LISTED ENTRIES:
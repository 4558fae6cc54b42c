//! Control Panel Widget
//! Left side panel with data source details, export controls and status.

use egui::{Color32, RichText};
use std::path::PathBuf;

/// Left side control panel.
pub struct ControlPanel {
    pub source: String,
    pub row_count: usize,
    pub export_dir: Option<PathBuf>,
    pub progress: f32,
    pub status: String,
    pub export_enabled: bool,
}

impl ControlPanel {
    pub fn new(source: String, row_count: usize) -> Self {
        Self {
            source,
            row_count,
            export_dir: None,
            progress: 0.0,
            status: "Ready".to_string(),
            export_enabled: true,
        }
    }

    /// Draw the control panel
    pub fn show(&mut self, ui: &mut egui::Ui) -> ControlPanelAction {
        let mut action = ControlPanelAction::None;

        // Title
        ui.vertical_centered(|ui| {
            ui.add_space(5.0);
            ui.label(
                RichText::new("📊 Sales Dashboard")
                    .size(22.0)
                    .color(Color32::from_rgb(100, 149, 237)),
            );
        });
        ui.add_space(10.0);
        ui.separator();
        ui.add_space(5.0);

        // ===== Data Source Section =====
        ui.label(RichText::new("📁 Data Source").size(14.0).strong());
        ui.add_space(5.0);

        egui::Frame::none()
            .fill(ui.visuals().widgets.noninteractive.bg_fill)
            .rounding(5.0)
            .inner_margin(8.0)
            .show(ui, |ui| {
                ui.label(RichText::new(&self.source).size(12.0));
                ui.label(
                    RichText::new(format!("{} products", self.row_count))
                        .size(11.0)
                        .color(Color32::GRAY),
                );
            });

        ui.add_space(15.0);
        ui.separator();
        ui.add_space(10.0);

        // ===== Export Section =====
        ui.label(RichText::new("💾 Export").size(14.0).strong());
        ui.add_space(8.0);

        ui.vertical_centered(|ui| {
            ui.add_enabled_ui(self.export_enabled, |ui| {
                let button = egui::Button::new(RichText::new("🖼 Export Charts").size(15.0))
                    .min_size(egui::vec2(200.0, 32.0));
                if ui.add(button).clicked() {
                    action = ControlPanelAction::ExportCharts;
                }
            });

            ui.add_space(8.0);

            ui.add_enabled_ui(self.export_dir.is_some(), |ui| {
                let button = egui::Button::new(RichText::new("📂 Open Folder").size(13.0))
                    .min_size(egui::vec2(150.0, 28.0));
                if ui.add(button).clicked() {
                    action = ControlPanelAction::OpenExportFolder;
                }
            });
        });

        if let Some(dir) = &self.export_dir {
            ui.add_space(5.0);
            ui.label(
                RichText::new(dir.display().to_string())
                    .size(11.0)
                    .color(Color32::GRAY),
            );
        }

        ui.add_space(15.0);
        ui.separator();
        ui.add_space(10.0);

        // ===== Progress Section =====
        ui.label(RichText::new("📊 Progress").size(14.0).strong());
        ui.add_space(5.0);

        ui.add(
            egui::ProgressBar::new(self.progress / 100.0)
                .show_percentage()
                .animate(self.progress > 0.0 && self.progress < 100.0),
        );

        ui.add_space(5.0);

        let status_color = if self.status.contains("Error") {
            Color32::from_rgb(220, 53, 69)
        } else if self.status.contains("Complete") {
            Color32::from_rgb(40, 167, 69)
        } else {
            Color32::GRAY
        };
        ui.label(RichText::new(&self.status).size(11.0).color(status_color));

        action
    }

    /// Set progress and status
    pub fn set_progress(&mut self, progress: f32, status: &str) {
        self.progress = progress;
        self.status = status.to_string();
    }
}

/// Actions triggered by control panel
#[derive(Debug, Clone, PartialEq)]
pub enum ControlPanelAction {
    None,
    ExportCharts,
    OpenExportFolder,
}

WORK TO COMPLETE: An exact written copy of every entry is the required answer.

YOUR SOLUTION:
repository 4558fae6cc54b42c
//! Control Panel Widget
//! Left side panel with data source details, export controls and status.

use egui::{Color32, RichText};
use std::path::PathBuf;

/// Left side control panel.
pub struct ControlPanel {
    pub source: String,
    pub row_count: usize,
    pub export_dir: Option<PathBuf>,
    pub progress: f32,
    pub status: String,
    pub export_enabled: bool,
}

impl ControlPanel {
    pub fn new(source: String, row_count: usize) -> Self {
        Self {
            source,
            row_count,
            export_dir: None,
            progress: 0.0,
            status: "Ready".to_string(),
            export_enabled: true,
        }
    }

    /// Draw the control panel
    pub fn show(&mut self, ui: &mut egui::Ui) -> ControlPanelAction {
        let mut action = ControlPanelAction::None;

        // Title
        ui.vertical_centered(|ui| {
            ui.add_space(5.0);
            ui.label(
                RichText::new("📊 Sales Dashboard")
                    .size(22.0)
                    .color(Color32::from_rgb(100, 149, 237)),
            );
        });
        ui.add_space(10.0);
        ui.separator();
        ui.add_space(5.0);

        // ===== Data Source Section =====
        ui.label(RichText::new("📁 Data Source").size(14.0).strong());
        ui.add_space(5.0);

        egui::Frame::none()
            .fill(ui.visuals().widgets.noninteractive.bg_fill)
            .rounding(5.0)
            .inner_margin(8.0)
            .show(ui, |ui| {
                ui.label(RichText::new(&self.source).size(12.0));
                ui.label(
                    RichText::new(format!("{} products", self.row_count))
                        .size(11.0)
                        .color(Color32::GRAY),
                );
            });

        ui.add_space(15.0);
        ui.separator();
        ui.add_space(10.0);

        // ===== Export Section =====
        ui.label(RichText::new("💾 Export").size(14.0).strong());
        ui.add_space(8.0);

        ui.vertical_centered(|ui| {
            ui.add_enabled_ui(self.export_enabled, |ui| {
                let button = egui::Button::new(RichText::new("🖼 Export Charts").size(15.0))
                    .min_size(egui::vec2(200.0, 32.0));
                if ui.add(button).clicked() {
                    action = ControlPanelAction::ExportCharts;
                }
            });

            ui.add_space(8.0);

            ui.add_enabled_ui(self.export_dir.is_some(), |ui| {
                let button = egui::Button::new(RichText::new("📂 Open Folder").size(13.0))
                    .min_size(egui::vec2(150.0, 28.0));
                if ui.add(button).clicked() {
                    action = ControlPanelAction::OpenExportFolder;
                }
            });
        });

        if let Some(dir) = &self.export_dir {
            ui.add_space(5.0);
            ui.label(
                RichText::new(dir.display().to_string())
                    .size(11.0)
                    .color(Color32::GRAY),
            );
        }

        ui.add_space(15.0);
        ui.separator();
        ui.add_space(10.0);

        // ===== Progress Section =====
        ui.label(RichText::new("📊 Progress").size(14.0).strong());
        ui.add_space(5.0);

        ui.add(
            egui::ProgressBar::new(self.progress / 100.0)
                .show_percentage()
                .animate(self.progress > 0.0 && self.progress < 100.0),
        );

        ui.add_space(5.0);

        let status_color = if self.status.contains("Error") {
            Color32::from_rgb(220, 53, 69)
        } else if self.status.contains("Complete") {
            Color32::from_rgb(40, 167, 69)
        } else {
            Color32::GRAY
        };
        ui.label(RichText::new(&self.status).size(11.0).color(status_color));

        action
    }

    /// Set progress and status
    pub fn set_progress(&mut self, progress: f32, status: &str) {
        self.progress = progress;
        self.status = status.to_string();
    }
}

/// Actions triggered by control panel
#[derive(Debug, Clone, PartialEq)]
pub enum ControlPanelAction {
    None,
    ExportCharts,
    OpenExportFolder,
}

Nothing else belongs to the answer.